肿瘤细胞获得抗失巢凋亡能力是其发生转移的先决条件之一，阐明肿瘤细胞抗失巢凋亡分子机制有重要意义。我们前期研究结果发现小窝蛋白-1(cav-1)与乳腺癌细胞的生存和迁移能力密切相关，且切应力作用可以上调cav-1表达，但切应力条件下cav-1在肿瘤细胞抗失巢凋亡力学信号转导中的具体功能与调控机制仍不清楚。该项目采用悬浮培养切应力加载技术联合免疫细胞化学、免疫印迹及定量PCR等分析方法，研究切应力作用对肿瘤细胞膜上小窝形成及cav-1表达、分布、内化和活化的影响规律，重点探讨切应力如何调控cav-1功能改变及所引发的信号转导途径、整合素beta(1)亲和性、及抗细胞凋亡相关基因表达水平，揭示cav-1在肿瘤细胞抗失巢凋亡力学信号转导中的功能与影响机制，阐明切应力和cav-1与细胞抗失巢凋亡的内在关系和贡献大小，从而开辟遏制肿瘤细胞抗失巢凋亡能力的新途径，为防治肿瘤转移和抗癌药物开发提供新靶点。

Hematogenous metastasis is the mainly leading cause of death in cancer patients, which is a multistep process including dissociation of cancer cells from primary sites, survival in the vascular system, and proliferation in distant target organs.
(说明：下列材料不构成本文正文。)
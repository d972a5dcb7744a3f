//! In-process backend double

use std::sync::atomic::{AtomicUsize, Ordering};
use std::time::Duration;

use async_trait::async_trait;

use super::{Backend, BackendReply, extract_tools};
use crate::{Error, Result};

/// Echoes the query back after an optional delay.
///
/// `Tool: <name>` lines in the query come back as tool uses, so callers can
/// script side effects through the query text.
#[derive(Debug, Default)]
pub(crate) struct ScriptedBackend {
    delay: Duration,
    conversation_id: Option<String>,
    fail: bool,
    calls: AtomicUsize,
    in_flight: AtomicUsize,
    peak_in_flight: AtomicUsize,
}

impl ScriptedBackend {
    pub(crate) fn new() -> Self {
        Self::default()
    }

    pub(crate) fn with_delay(mut self, delay: Duration) -> Self {
        self.delay = delay;
        self
    }

    pub(crate) fn with_conversation_id(mut self, id: &str) -> Self {
        self.conversation_id = Some(id.to_string());
        self
    }

    pub(crate) fn failing(mut self) -> Self {
        self.fail = true;
        self
    }

    pub(crate) fn calls(&self) -> usize {
        self.calls.load(Ordering::SeqCst)
    }

    pub(crate) fn peak_in_flight(&self) -> usize {
        self.peak_in_flight.load(Ordering::SeqCst)
    }
}

#[async_trait]
impl Backend for ScriptedBackend {
    async fn execute(&self, query: &str, conversation_id: Option<&str>) -> Result<BackendReply> {
        self.calls.fetch_add(1, Ordering::SeqCst);
        let now = self.in_flight.fetch_add(1, Ordering::SeqCst) + 1;
        self.peak_in_flight.fetch_max(now, Ordering::SeqCst);

        if !self.delay.is_zero() {
            tokio::time::sleep(self.delay).await;
        }
        self.in_flight.fetch_sub(1, Ordering::SeqCst);

        if self.fail {
            return Err(Error::Backend("scripted failure".to_string()));
        }

        Ok(BackendReply {
            text: format!("echo: {}", query),
            conversation_id: self
                .conversation_id
                .clone()
                .or_else(|| conversation_id.map(str::to_string)),
            tools: extract_tools(query),
        })
    }
}
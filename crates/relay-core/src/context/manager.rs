//! Per-chat context resolution

use std::collections::HashMap;
use std::sync::{Arc, Mutex, PoisonError};
use std::time::Duration;

use tracing::{debug, warn};
use uuid::Uuid;

use crate::clock::Clock;
use crate::events::{self, LifecycleEvent};
use crate::session::SessionKiller;
use crate::storage::{ChatContext, Storage, TransferResult};
use crate::{Error, Result};

type ChatLock = Arc<tokio::sync::Mutex<()>>;

/// How a `/resume` request was satisfied
#[derive(Debug, Clone, PartialEq, Eq)]
pub enum Resumed {
    /// The chat already held the conversation actively
    AlreadyActive(ChatContext),
    /// The chat's own dormant context was reactivated
    Reactivated(ChatContext),
    /// The conversation was moved here from another chat
    Transferred(TransferResult),
}

/// Maps chat identities to their active conversation context.
///
/// Creation for one chat is serialized by a per-chat async mutex so that two
/// concurrent messages never both decide to create a context. Cross-chat
/// operations rely on storage transactions instead.
pub struct ContextManager {
    storage: Arc<Storage>,
    killer: Arc<dyn SessionKiller>,
    clock: Arc<dyn Clock>,
    ttl: Duration,
    locks: Mutex<HashMap<String, ChatLock>>,
}

impl ContextManager {
    pub fn new(storage: Arc<Storage>, killer: Arc<dyn SessionKiller>, ttl: Duration) -> Self {
        let clock = storage.clock();
        Self {
            storage,
            killer,
            clock,
            ttl,
            locks: Mutex::new(HashMap::new()),
        }
    }

    pub fn ttl(&self) -> Duration {
        self.ttl
    }

    fn chat_lock(&self, chat_id: &str) -> ChatLock {
        let mut locks = self.locks.lock().unwrap_or_else(PoisonError::into_inner);
        Arc::clone(locks.entry(chat_id.to_string()).or_default())
    }

    /// Return the chat's live context, or start a new epoch.
    pub async fn get_or_create(&self, chat_id: &str, chat_type: &str) -> Result<ChatContext> {
        let lock = self.chat_lock(chat_id);
        let _guard = lock.lock().await;

        let existing = self.storage.get_context(chat_id)?;
        if let Some(ctx) = &existing {
            if ctx.is_live(self.clock.now()) {
                return Ok(ctx.clone());
            }
            self.kill_quietly(&ctx.session_id).await;
        }

        let session_id = Uuid::new_v4().to_string();
        let ctx = self
            .storage
            .create_or_replace_context(chat_id, chat_type, &session_id, self.ttl)?;

        match existing {
            Some(old) => events::emit(
                LifecycleEvent::ContextSuperseded,
                chat_id,
                format_args!("epoch {} replaces {}", ctx.session_id, old.session_id),
            ),
            None => events::emit(
                LifecycleEvent::ContextCreated,
                chat_id,
                format_args!("epoch {}", ctx.session_id),
            ),
        }
        Ok(ctx)
    }

    /// Extend the deadline of the chat's active context.
    pub fn refresh(&self, chat_id: &str) -> Result<()> {
        self.storage.refresh_context(chat_id, self.ttl)?;
        events::emit(
            LifecycleEvent::ContextRefreshed,
            chat_id,
            format_args!("ttl {}s", self.ttl.as_secs()),
        );
        Ok(())
    }

    /// Drop the per-chat lock entry if nobody holds or waits on it.
    pub fn release_lock(&self, chat_id: &str) -> bool {
        let mut locks = self.locks.lock().unwrap_or_else(PoisonError::into_inner);
        match locks.get(chat_id) {
            Some(lock) if Arc::strong_count(lock) == 1 => {
                locks.remove(chat_id);
                debug!(chat_id, "Released chat lock");
                true
            }
            _ => false,
        }
    }

    /// Number of per-chat lock entries currently held
    pub fn lock_count(&self) -> usize {
        self.locks.lock().unwrap_or_else(PoisonError::into_inner).len()
    }

    /// Bring a dormant context back.
    ///
    /// Refused when the row is absent or active, or when its conversation is
    /// active in another chat.
    pub async fn reactivate(&self, chat_id: &str) -> Result<ChatContext> {
        let lock = self.chat_lock(chat_id);
        let _guard = lock.lock().await;

        let ctx = self.storage.reactivate_context(chat_id, self.ttl)?;
        events::emit(
            LifecycleEvent::ContextReactivated,
            chat_id,
            format_args!("epoch {}", ctx.session_id),
        );
        Ok(ctx)
    }

    /// Move the conversation held by `source_chat_id` to `target_chat_id`.
    ///
    /// After the transfer commits, the in-memory sessions of the source epoch
    /// and of the target's previous epoch are dropped.
    pub async fn transfer(
        &self,
        source_chat_id: &str,
        target_chat_id: &str,
        target_chat_type: &str,
    ) -> Result<TransferResult> {
        let lock = self.chat_lock(target_chat_id);
        let _guard = lock.lock().await;

        let source = self.storage.get_context(source_chat_id)?;
        let previous_target = self.storage.get_context(target_chat_id)?;

        let new_session_id = Uuid::new_v4().to_string();
        let result = self.storage.transfer_conversation(
            source_chat_id,
            target_chat_id,
            target_chat_type,
            &new_session_id,
            self.ttl,
        )?;

        for stale in source.iter().chain(previous_target.iter()) {
            self.kill_quietly(&stale.session_id).await;
        }

        events::emit(
            LifecycleEvent::ConversationTransferred,
            target_chat_id,
            format_args!(
                "from {} ({} messages, {} tools)",
                source_chat_id, result.messages_transferred, result.tools_transferred
            ),
        );
        Ok(result)
    }

    /// Attach `chat_id` to an existing backend conversation.
    pub async fn resume(
        &self,
        chat_id: &str,
        chat_type: &str,
        conversation_id: &str,
    ) -> Result<Resumed> {
        let owner = self
            .storage
            .find_by_conversation_id(conversation_id)?
            .ok_or_else(|| Error::ContextNotFound(conversation_id.to_string()))?;

        if owner.chat_id != chat_id {
            return self
                .transfer(&owner.chat_id, chat_id, chat_type)
                .await
                .map(Resumed::Transferred);
        }

        if owner.is_active {
            return Ok(Resumed::AlreadyActive(owner));
        }
        self.reactivate(chat_id).await.map(Resumed::Reactivated)
    }

    pub fn active_count(&self) -> Result<usize> {
        self.storage.active_context_count()
    }

    async fn kill_quietly(&self, session_id: &str) {
        match self.killer.kill_session(session_id).await {
            Ok(()) => debug!(session_id, "Killed stale session"),
            Err(Error::SessionNotFound(_)) => {}
            Err(e) => warn!(session_id, "Failed to kill stale session: {}", e),
        }
    }
}
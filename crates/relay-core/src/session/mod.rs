//! Session registry
//!
//! Holds the in-memory session handles and bounds concurrent backend queries.

mod registry;
mod types;

pub use registry::{RegistryLimits, SessionRegistry};
pub use types::Session;

use async_trait::async_trait;

use crate::Result;

/// Drop an in-memory session without depending on the registry type.
///
/// The context layer and the expiry worker hold this instead of the registry.
#[async_trait]
pub trait SessionKiller: Send + Sync {
    /// Remove the session. Fails with `SessionNotFound` when absent.
    async fn kill_session(&self, session_id: &str) -> Result<()>;
}
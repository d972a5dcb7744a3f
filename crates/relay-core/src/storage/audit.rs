//! Cleanup/transfer audit log (append-only)

use std::fmt;
use std::str::FromStr;

use chrono::{DateTime, Utc};
use rusqlite::{Connection, params};
use serde::{Deserialize, Serialize};

use super::{Storage, from_sql_ts, to_sql_ts};
use crate::Result;

/// Why a context was retired
#[derive(Debug, Clone, Copy, PartialEq, Eq, Serialize, Deserialize)]
#[serde(rename_all = "lowercase")]
pub enum CleanupKind {
    Expired,
    Manual,
    Transfer,
}

impl CleanupKind {
    pub fn as_str(&self) -> &'static str {
        match self {
            Self::Expired => "expired",
            Self::Manual => "manual",
            Self::Transfer => "transfer",
        }
    }
}

impl fmt::Display for CleanupKind {
    fn fmt(&self, f: &mut fmt::Formatter<'_>) -> fmt::Result {
        f.write_str(self.as_str())
    }
}

impl FromStr for CleanupKind {
    type Err = String;

    fn from_str(s: &str) -> std::result::Result<Self, Self::Err> {
        match s {
            "expired" => Ok(Self::Expired),
            "manual" => Ok(Self::Manual),
            "transfer" => Ok(Self::Transfer),
            other => Err(format!("unknown cleanup kind: {}", other)),
        }
    }
}

/// Counts reported by a retirement. Data is kept, only counted.
#[derive(Debug, Clone, Copy, PartialEq, Eq, Default)]
pub struct CleanupResult {
    pub messages_preserved: usize,
    pub tools_preserved: usize,
}

/// One row of the audit log
#[derive(Debug, Clone, Serialize)]
pub struct CleanupLogEntry {
    pub id: i64,
    pub chat_id: String,
    pub kind: CleanupKind,
    pub messages_count: usize,
    pub tools_count: usize,
    pub created_at: DateTime<Utc>,
}

/// Append an entry. Callers pass the open transaction.
pub(crate) fn append_entry(
    conn: &Connection,
    chat_id: &str,
    kind: CleanupKind,
    messages_count: usize,
    tools_count: usize,
    at: &DateTime<Utc>,
) -> Result<()> {
    conn.execute(
        "INSERT INTO cleanup_log (chat_id, kind, messages_count, tools_count, created_at)
         VALUES (?1, ?2, ?3, ?4, ?5)",
        params![
            chat_id,
            kind.as_str(),
            messages_count as i64,
            tools_count as i64,
            to_sql_ts(at),
        ],
    )?;
    Ok(())
}

impl Storage {
    /// Audit entries for a chat, oldest first
    pub fn cleanup_log(&self, chat_id: &str) -> Result<Vec<CleanupLogEntry>> {
        let conn = self.conn()?;
        let mut stmt = conn.prepare(
            "SELECT id, chat_id, kind, messages_count, tools_count, created_at
             FROM cleanup_log WHERE chat_id = ?1 ORDER BY id ASC",
        )?;

        let entries = stmt
            .query_map(params![chat_id], |row| {
                let kind_str: String = row.get(2)?;
                let kind = kind_str.parse::<CleanupKind>().map_err(|e| {
                    rusqlite::Error::FromSqlConversionFailure(
                        2,
                        rusqlite::types::Type::Text,
                        e.into(),
                    )
                })?;
                let messages: i64 = row.get(3)?;
                let tools: i64 = row.get(4)?;
                let created_at: String = row.get(5)?;

                Ok(CleanupLogEntry {
                    id: row.get(0)?,
                    chat_id: row.get(1)?,
                    kind,
                    messages_count: messages as usize,
                    tools_count: tools as usize,
                    created_at: from_sql_ts(5, &created_at)?,
                })
            })?
            .collect::<std::result::Result<Vec<_>, _>>()?;

        Ok(entries)
    }
}
//! Session types

use chrono::{DateTime, TimeDelta, Utc};
use serde::Serialize;

/// In-memory handle for one active conversation epoch
#[derive(Debug, Clone, Serialize)]
pub struct Session {
    /// Local session id (the epoch this handle serves)
    pub session_id: String,
    /// Chat the epoch belongs to
    pub chat_id: String,
    pub created_at: DateTime<Utc>,
    /// Last successful query. Starts at `created_at`.
    pub last_used: DateTime<Utc>,
}

impl Session {
    pub fn new(session_id: impl Into<String>, chat_id: impl Into<String>, now: DateTime<Utc>) -> Self {
        Self {
            session_id: session_id.into(),
            chat_id: chat_id.into(),
            created_at: now,
            last_used: now,
        }
    }

    /// Time since the last successful query (or creation)
    pub fn idle_for(&self, now: DateTime<Utc>) -> TimeDelta {
        now - self.last_used
    }
}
The acquisition of anoikis resistance (anti-anoikis) for metastatic cancer cells is required for hematogenous metastasis. Cancer cells acquire anoikis resistance to survive after detachment from the primary sites and travel through the circulatory and lymphatic systems to disseminate throughout the body. Currently, anoikis resistance becomes a hot topic in cancer research. A better understanding of the underlying molecular and cellular mechanisms is crucial for the development of effective treatment for metastatic cancer. Our previous studies demonstrated that caveolin-1 (cav-1) is related to cell survive and migration of human breast cancer cells (MDA-MB-231), and low shear stress up-regulated cav-1 expression. However, the mechanobiological roles of cav-1 in anti-anoikis of human breast cancer cells under shear flow conditions and its mechanotransduction or regulatory mechanisms are not well understood and remain to be elucidated. In this project, we will firstly investigate the effects of low shear stress on the expression, distribution, internalization and activation of cav-1 by suspenssion cultured shear stress loading apparatus (Couette rotation system) combining immunofluorescence cytochemistry, real time fluorescence quantitative PCR and western blot. Then we further explore how the low shear stress regulates cav-1 function and its triggered mechanotransduction pathways. The affinity of beta(1) integrin, FAK/beta(1) integrin interaction, and the expression of anti-apoptosis related genes will be also investigated after MDA-MB-231 cells exposure to low shear stress. Through the above-mentioned experiments, we want to elucidate the relationship between of cav-1 and anti-anoikis, and the mechanobiological roles and regulatory mechanisms of cav-1 in anti-anoikis of cancer cells under shear flow conditions. The detailed contribution of cav-1 and shear stress to anti-anoikis of human breast cancer cells, and their internal relationships will be illuminated through this proposed project investigation. These studies will provide insight into the biology of cancer metastasis and identify novel therapeutic targets for prevention of cancer dissemination.